WHAT YOU SHOULD DO ▸ For every line in the data below that contains "single", copy the line.

PROVIDED MATERIAL ▸
++++++

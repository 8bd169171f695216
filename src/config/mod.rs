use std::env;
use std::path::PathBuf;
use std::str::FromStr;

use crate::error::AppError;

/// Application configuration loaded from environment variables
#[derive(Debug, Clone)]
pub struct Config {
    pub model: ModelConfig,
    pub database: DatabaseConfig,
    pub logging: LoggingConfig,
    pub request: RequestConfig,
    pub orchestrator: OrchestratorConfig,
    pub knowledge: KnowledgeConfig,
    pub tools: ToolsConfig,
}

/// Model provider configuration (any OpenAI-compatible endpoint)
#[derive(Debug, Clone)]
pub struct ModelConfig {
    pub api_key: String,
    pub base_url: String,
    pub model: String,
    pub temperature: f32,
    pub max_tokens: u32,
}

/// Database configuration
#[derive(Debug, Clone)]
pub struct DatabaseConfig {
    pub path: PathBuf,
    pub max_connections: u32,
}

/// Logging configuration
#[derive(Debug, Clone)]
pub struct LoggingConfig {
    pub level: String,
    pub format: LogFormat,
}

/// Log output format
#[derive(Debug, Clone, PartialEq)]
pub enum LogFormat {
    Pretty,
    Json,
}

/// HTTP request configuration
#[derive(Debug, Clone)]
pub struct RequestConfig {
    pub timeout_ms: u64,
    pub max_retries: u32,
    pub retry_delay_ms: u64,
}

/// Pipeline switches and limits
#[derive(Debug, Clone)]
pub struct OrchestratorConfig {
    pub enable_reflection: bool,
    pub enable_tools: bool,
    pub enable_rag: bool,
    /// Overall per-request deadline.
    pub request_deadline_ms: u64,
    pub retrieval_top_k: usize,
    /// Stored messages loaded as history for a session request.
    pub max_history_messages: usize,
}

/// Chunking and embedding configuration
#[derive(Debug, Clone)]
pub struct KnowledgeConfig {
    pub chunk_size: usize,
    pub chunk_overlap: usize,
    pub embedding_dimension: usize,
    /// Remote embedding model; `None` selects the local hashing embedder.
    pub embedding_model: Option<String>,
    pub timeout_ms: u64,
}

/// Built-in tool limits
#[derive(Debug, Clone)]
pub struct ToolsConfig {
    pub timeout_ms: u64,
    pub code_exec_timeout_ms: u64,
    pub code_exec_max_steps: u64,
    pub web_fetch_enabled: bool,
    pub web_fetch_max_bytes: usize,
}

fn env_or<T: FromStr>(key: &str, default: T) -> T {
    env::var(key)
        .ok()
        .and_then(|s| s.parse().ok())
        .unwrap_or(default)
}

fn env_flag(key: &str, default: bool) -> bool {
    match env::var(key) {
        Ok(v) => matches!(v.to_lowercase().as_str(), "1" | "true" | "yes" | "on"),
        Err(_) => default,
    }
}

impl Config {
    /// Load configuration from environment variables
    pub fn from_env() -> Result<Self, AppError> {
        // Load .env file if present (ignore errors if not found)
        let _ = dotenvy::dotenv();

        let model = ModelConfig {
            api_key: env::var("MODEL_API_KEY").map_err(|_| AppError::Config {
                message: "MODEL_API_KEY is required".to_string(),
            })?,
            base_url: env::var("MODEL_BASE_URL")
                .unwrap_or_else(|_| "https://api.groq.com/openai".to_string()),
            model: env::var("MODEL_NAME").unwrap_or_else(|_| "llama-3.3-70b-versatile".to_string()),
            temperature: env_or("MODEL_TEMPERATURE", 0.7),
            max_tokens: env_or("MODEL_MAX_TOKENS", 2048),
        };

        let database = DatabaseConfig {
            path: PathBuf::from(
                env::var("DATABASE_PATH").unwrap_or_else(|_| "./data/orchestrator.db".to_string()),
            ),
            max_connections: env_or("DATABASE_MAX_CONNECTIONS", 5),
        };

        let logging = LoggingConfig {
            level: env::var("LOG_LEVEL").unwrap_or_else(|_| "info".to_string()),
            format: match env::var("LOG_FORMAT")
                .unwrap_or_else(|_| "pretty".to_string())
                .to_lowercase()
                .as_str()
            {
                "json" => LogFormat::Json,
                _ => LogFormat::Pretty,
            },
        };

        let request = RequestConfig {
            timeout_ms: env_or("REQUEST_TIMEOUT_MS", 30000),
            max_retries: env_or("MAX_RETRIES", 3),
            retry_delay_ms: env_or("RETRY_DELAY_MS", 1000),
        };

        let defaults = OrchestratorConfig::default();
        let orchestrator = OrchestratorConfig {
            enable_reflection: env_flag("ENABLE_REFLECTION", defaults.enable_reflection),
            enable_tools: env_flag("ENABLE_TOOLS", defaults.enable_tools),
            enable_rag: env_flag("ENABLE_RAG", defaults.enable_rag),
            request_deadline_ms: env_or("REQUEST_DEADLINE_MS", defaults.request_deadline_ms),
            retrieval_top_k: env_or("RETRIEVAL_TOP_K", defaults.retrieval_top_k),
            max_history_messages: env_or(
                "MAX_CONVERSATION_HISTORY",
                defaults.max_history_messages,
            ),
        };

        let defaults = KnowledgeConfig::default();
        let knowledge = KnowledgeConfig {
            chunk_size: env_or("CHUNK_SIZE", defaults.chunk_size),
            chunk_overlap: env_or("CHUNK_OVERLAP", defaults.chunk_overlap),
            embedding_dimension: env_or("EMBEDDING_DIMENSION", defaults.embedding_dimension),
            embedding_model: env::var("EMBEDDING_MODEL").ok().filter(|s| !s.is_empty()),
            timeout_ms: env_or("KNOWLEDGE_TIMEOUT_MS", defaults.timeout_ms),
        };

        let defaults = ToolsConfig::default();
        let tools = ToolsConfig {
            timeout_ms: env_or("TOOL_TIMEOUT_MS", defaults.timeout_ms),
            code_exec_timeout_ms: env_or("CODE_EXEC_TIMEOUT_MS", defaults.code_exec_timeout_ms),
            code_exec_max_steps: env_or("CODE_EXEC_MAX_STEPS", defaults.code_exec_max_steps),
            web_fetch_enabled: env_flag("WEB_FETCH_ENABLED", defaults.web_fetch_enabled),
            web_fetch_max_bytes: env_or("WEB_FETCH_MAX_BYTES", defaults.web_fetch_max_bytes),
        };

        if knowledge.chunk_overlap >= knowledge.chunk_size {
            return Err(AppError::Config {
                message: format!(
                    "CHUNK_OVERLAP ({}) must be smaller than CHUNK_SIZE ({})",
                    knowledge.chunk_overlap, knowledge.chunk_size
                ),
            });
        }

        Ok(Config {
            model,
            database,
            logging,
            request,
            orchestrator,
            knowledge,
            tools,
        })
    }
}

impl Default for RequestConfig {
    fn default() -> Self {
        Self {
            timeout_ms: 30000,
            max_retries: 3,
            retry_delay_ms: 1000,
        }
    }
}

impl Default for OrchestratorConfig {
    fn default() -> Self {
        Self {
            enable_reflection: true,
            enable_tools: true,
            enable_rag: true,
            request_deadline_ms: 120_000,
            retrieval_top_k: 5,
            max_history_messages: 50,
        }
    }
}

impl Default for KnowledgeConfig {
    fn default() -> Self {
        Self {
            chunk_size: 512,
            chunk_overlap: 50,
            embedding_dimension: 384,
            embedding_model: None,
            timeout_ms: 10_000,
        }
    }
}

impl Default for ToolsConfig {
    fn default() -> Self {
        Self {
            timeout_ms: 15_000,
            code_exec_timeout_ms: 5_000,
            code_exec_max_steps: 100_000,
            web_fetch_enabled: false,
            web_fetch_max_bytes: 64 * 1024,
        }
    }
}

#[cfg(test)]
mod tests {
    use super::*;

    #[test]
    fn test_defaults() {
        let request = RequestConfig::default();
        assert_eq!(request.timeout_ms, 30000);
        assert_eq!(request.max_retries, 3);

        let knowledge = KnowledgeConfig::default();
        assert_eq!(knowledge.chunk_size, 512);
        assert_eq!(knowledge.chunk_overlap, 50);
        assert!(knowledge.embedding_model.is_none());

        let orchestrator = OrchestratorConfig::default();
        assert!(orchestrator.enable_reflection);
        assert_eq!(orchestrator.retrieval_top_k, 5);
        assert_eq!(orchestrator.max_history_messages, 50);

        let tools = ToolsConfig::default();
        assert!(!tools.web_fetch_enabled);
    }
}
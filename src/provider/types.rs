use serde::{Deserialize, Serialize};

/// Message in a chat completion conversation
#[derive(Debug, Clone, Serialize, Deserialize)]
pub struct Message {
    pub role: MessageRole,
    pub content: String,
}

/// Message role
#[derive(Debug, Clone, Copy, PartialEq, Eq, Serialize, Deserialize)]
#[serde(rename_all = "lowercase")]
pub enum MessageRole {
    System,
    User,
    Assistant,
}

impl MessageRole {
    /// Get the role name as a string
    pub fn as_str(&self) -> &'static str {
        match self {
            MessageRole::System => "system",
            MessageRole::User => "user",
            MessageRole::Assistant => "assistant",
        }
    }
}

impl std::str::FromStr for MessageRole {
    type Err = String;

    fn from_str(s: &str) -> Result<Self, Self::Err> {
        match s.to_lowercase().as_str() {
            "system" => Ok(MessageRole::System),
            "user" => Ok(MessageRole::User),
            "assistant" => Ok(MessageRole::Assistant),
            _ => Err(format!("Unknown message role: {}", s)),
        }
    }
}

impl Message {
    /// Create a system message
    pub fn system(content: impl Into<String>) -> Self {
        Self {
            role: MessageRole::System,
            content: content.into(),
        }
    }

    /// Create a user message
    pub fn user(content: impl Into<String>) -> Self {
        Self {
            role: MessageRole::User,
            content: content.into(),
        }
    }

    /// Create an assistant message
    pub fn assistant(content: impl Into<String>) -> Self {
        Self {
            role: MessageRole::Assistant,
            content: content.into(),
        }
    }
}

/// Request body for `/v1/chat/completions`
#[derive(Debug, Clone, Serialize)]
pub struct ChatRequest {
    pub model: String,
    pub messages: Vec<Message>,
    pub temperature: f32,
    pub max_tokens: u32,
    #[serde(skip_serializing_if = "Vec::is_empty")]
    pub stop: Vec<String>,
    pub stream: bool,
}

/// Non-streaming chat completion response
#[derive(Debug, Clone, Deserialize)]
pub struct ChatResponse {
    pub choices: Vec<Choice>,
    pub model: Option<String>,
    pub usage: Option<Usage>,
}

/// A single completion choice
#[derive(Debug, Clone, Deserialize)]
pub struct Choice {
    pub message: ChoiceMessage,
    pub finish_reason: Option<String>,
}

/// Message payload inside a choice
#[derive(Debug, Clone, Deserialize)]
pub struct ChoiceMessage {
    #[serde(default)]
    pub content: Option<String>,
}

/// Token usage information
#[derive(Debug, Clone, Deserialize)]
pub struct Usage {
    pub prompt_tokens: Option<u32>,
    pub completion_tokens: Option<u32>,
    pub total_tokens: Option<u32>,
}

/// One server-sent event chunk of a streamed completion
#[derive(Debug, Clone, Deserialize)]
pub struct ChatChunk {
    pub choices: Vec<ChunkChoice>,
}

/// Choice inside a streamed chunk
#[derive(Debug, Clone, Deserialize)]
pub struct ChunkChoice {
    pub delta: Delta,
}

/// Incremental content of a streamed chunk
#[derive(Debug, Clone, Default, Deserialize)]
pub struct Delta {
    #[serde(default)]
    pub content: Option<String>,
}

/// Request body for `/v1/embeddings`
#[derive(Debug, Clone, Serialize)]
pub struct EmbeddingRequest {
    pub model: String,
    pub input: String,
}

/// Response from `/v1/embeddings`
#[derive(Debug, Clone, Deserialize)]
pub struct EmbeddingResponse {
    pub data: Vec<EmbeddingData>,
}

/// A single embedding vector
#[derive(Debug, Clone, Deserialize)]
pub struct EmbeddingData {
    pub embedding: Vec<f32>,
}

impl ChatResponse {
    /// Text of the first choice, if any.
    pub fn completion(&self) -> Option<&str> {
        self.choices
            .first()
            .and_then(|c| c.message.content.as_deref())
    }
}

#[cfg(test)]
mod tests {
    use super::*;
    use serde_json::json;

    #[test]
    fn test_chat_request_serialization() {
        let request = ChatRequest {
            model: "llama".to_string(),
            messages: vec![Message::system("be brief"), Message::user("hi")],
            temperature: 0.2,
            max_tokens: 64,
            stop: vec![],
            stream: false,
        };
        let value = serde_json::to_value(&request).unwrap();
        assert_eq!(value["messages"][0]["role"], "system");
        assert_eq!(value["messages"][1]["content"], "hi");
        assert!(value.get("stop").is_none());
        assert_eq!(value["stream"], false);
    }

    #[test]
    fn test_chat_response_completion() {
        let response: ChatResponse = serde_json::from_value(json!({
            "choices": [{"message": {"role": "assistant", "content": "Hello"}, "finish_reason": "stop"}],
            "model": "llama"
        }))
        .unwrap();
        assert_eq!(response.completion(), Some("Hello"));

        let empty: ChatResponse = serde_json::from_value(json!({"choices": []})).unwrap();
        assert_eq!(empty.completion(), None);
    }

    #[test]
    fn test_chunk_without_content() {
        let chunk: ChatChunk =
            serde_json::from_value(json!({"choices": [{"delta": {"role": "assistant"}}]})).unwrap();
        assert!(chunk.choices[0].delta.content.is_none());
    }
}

++++++

WRITTEN ANSWER ▸
/// A single completion choice
/// A single embedding vector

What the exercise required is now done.